欧氏聚类(API)及其单木分割

1、 原理讲解

三维空间欧氏距离聚类算法中,涉及到唯一距离参数d。当点之间距离小于距离d 时,表明两点局部相连,属于同一簇点集。其中点之间相连满足如下性质:若点A 与点B 相连,点B 与点C 相连,则点A 与点C 也相连。
下图展示了基于欧氏距离聚类的原理,当距离阈值设置合理时,使用空间欧氏距离聚类算法对点进行聚类,所有的点被划分成左右两簇点集,并且两簇点云中任意两点相连。即对于一簇点中任意点,总能从该簇点中找到离该点距离小于d的另外一点。
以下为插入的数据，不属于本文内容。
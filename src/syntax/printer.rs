//! The dialect-aware serializer.
//!
//! [`CsvPrinter`] is the exact inverse of [`crate::syntax::CsvParser`]: for a
//! given dialect, tokenizing a printed row reproduces the original cells.

use std::io::Write;

use crate::dialect::Dialect;
use crate::error::{CsvError, CsvResult};

/// Writes rows of raw cells as dialect-correct, escaped text.
pub struct CsvPrinter<W: Write> {
    sink: W,
    dialect: Dialect,
}

impl<W: Write> CsvPrinter<W> {
    pub fn new(sink: W, dialect: Dialect) -> Self {
        Self { sink, dialect }
    }

    /// The dialect in force.
    pub fn dialect(&self) -> &Dialect {
        &self.dialect
    }

    /// Write one row: cells separated by the dialect delimiter, terminated by
    /// the dialect newline.
    ///
    /// A cell is quoted iff the dialect always quotes, or the cell contains
    /// the delimiter, CR, LF, the quote character, or leading/trailing space.
    /// Quoting doubles every internal quote character. For quote-less
    /// dialects (TSV), a cell containing the delimiter or a newline cannot be
    /// represented and fails with [`CsvError::Config`].
    pub fn write_row<S: AsRef<str>>(&mut self, cells: &[S]) -> CsvResult<()> {
        for (idx, cell) in cells.iter().enumerate() {
            if idx > 0 {
                write_char(&mut self.sink, self.dialect.delimiter())?;
            }
            self.write_cell(cell.as_ref())?;
        }
        self.sink.write_all(self.dialect.newline().as_bytes())?;
        Ok(())
    }

    /// Write raw bytes straight through (BOM emission).
    pub(crate) fn write_raw(&mut self, bytes: &[u8]) -> CsvResult<()> {
        self.sink.write_all(bytes)?;
        Ok(())
    }

    /// Flush the underlying sink.
    pub fn flush(&mut self) -> CsvResult<()> {
        self.sink.flush()?;
        Ok(())
    }

    /// Flush and return the underlying sink.
    pub fn into_inner(mut self) -> CsvResult<W> {
        self.sink.flush()?;
        Ok(self.sink)
    }

    fn write_cell(&mut self, cell: &str) -> CsvResult<()> {
        let quote = match self.dialect.quote() {
            Some(q) => q,
            None => {
                if cell.contains(self.dialect.delimiter())
                    || cell.contains('\r')
                    || cell.contains('\n')
                {
                    return Err(CsvError::config(format!(
                        "cell {cell:?} cannot be represented without quoting in this dialect"
                    )));
                }
                self.sink.write_all(cell.as_bytes())?;
                return Ok(());
            }
        };

        if !self.needs_quoting(cell, quote) {
            self.sink.write_all(cell.as_bytes())?;
            return Ok(());
        }

        write_char(&mut self.sink, quote)?;
        for c in cell.chars() {
            if c == quote {
                write_char(&mut self.sink, quote)?;
            }
            write_char(&mut self.sink, c)?;
        }
        write_char(&mut self.sink, quote)?;
        Ok(())
    }

    fn needs_quoting(&self, cell: &str, quote: char) -> bool {
        if self.dialect.always_quote() {
            return true;
        }
        cell.contains(self.dialect.delimiter())
            || cell.contains('\r')
            || cell.contains('\n')
            || cell.contains(quote)
            || cell.starts_with(' ')
            || cell.ends_with(' ')
    }
}

fn write_char<W: Write>(sink: &mut W, c: char) -> CsvResult<()> {
    let mut utf8 = [0u8; 4];
    sink.write_all(c.encode_utf8(&mut utf8).as_bytes())?;
    Ok(())
}

#[cfg(test)]
mod tests {
    use super::*;
    use crate::syntax::CsvParser;

    fn print_row(cells: &[&str], dialect: Dialect) -> String {
        let mut printer = CsvPrinter::new(Vec::new(), dialect);
        printer.write_row(cells).unwrap();
        String::from_utf8(printer.into_inner().unwrap()).unwrap()
    }

    #[test]
    fn plain_cells_stay_unquoted() {
        assert_eq!(print_row(&["a", "b"], Dialect::rfc4180()), "a,b\n");
    }

    #[test]
    fn quote_doubling_doubles_every_internal_quote() {
        assert_eq!(
            print_row(&["say \"hi\" twice"], Dialect::rfc4180()),
            "\"say \"\"hi\"\" twice\"\n"
        );
    }

    #[test]
    fn leading_and_trailing_space_force_quoting() {
        assert_eq!(print_row(&[" a"], Dialect::rfc4180()), "\" a\"\n");
        assert_eq!(print_row(&["a "], Dialect::rfc4180()), "\"a \"\n");
    }

    #[test]
    fn tsv_rejects_unrepresentable_cells() {
        let mut printer = CsvPrinter::new(Vec::new(), Dialect::tsv());
        assert!(printer.write_row(&["a\tb"]).is_err());
        assert!(printer.write_row(&["a\nb"]).is_err());
    }

    #[test]
    fn printed_rows_tokenize_back_to_the_same_cells() {
        let cells = vec!["plain", "comma, inside", "quote \" inside", " padded "];
        for dialect in [Dialect::rfc4180(), Dialect::excel(), Dialect::json_csv()] {
            let text = print_row(
                &cells.iter().map(|s| *s).collect::<Vec<_>>(),
                dialect.clone(),
            );
            let parsed = CsvParser::from_str(&text, dialect).read_row().unwrap();
            assert_eq!(parsed.unwrap(), cells);
        }
    }
}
对于左边点集中C点,右边点集中距离C点最近的D点,两点之间距离大于距离阈值,经过聚类后C点与D点归属于两簇不同的点集。
欧氏聚类(API)及其单木分割_第1张图片

2、PCL中代码示例

PCL自带基于欧氏距离的聚类,其主要代码如下:

	std::vector<std::vector<pcl::PointXYZ>> result;

	IOLAS IOExample;

	pcl::PointCloud<pcl::PointXYZ>::Ptr cloud(new pcl::PointCloud<pcl::PointXYZ>);
	cloud = IOExample.PointXYZ2Ptr(BeforeCluster);

	std::vector<pcl::PointIndices>cluster_indices;
	pcl::search::KdTree<pcl::PointXYZ>::Ptr tree(new pcl::search::KdTree<pcl::PointXYZ>);
	tree->setInputCloud(cloud);

	pcl::EuclideanClusterExtraction<pcl::PointXYZ> ec;
	ec.setMinClusterSize(nmin);
	ec.setClusterTolerance(disthres);
	//ec.setMaxClusterSize(nmax);
	ec.setSearchMethod(tree);
	ec.setInputCloud(cloud);
	ec.extract(cluster_indices);
	for (std::vector<pcl::PointIndices>::const_iterator it = cluster_indices.begin(); it != cluster_indices.end(); ++it)
	{
		vector<pcl::PointXYZ> onecluster;
		pcl::PointXYZ onepoint;
		for (std::vector<int>::const_iterator pit = it->indices.begin(); pit != it->indices.end(); ++pit)
		{
			onecluster.push_back((*cloud)[*pit]);
		}
		result.push_back(onecluster);
	}

3、聚类效果

下面是两种基于欧氏距离聚类实现的单木分离效果,其中一种对整个点云直接进行聚类,另一种是采用分层策略实现的聚类效果。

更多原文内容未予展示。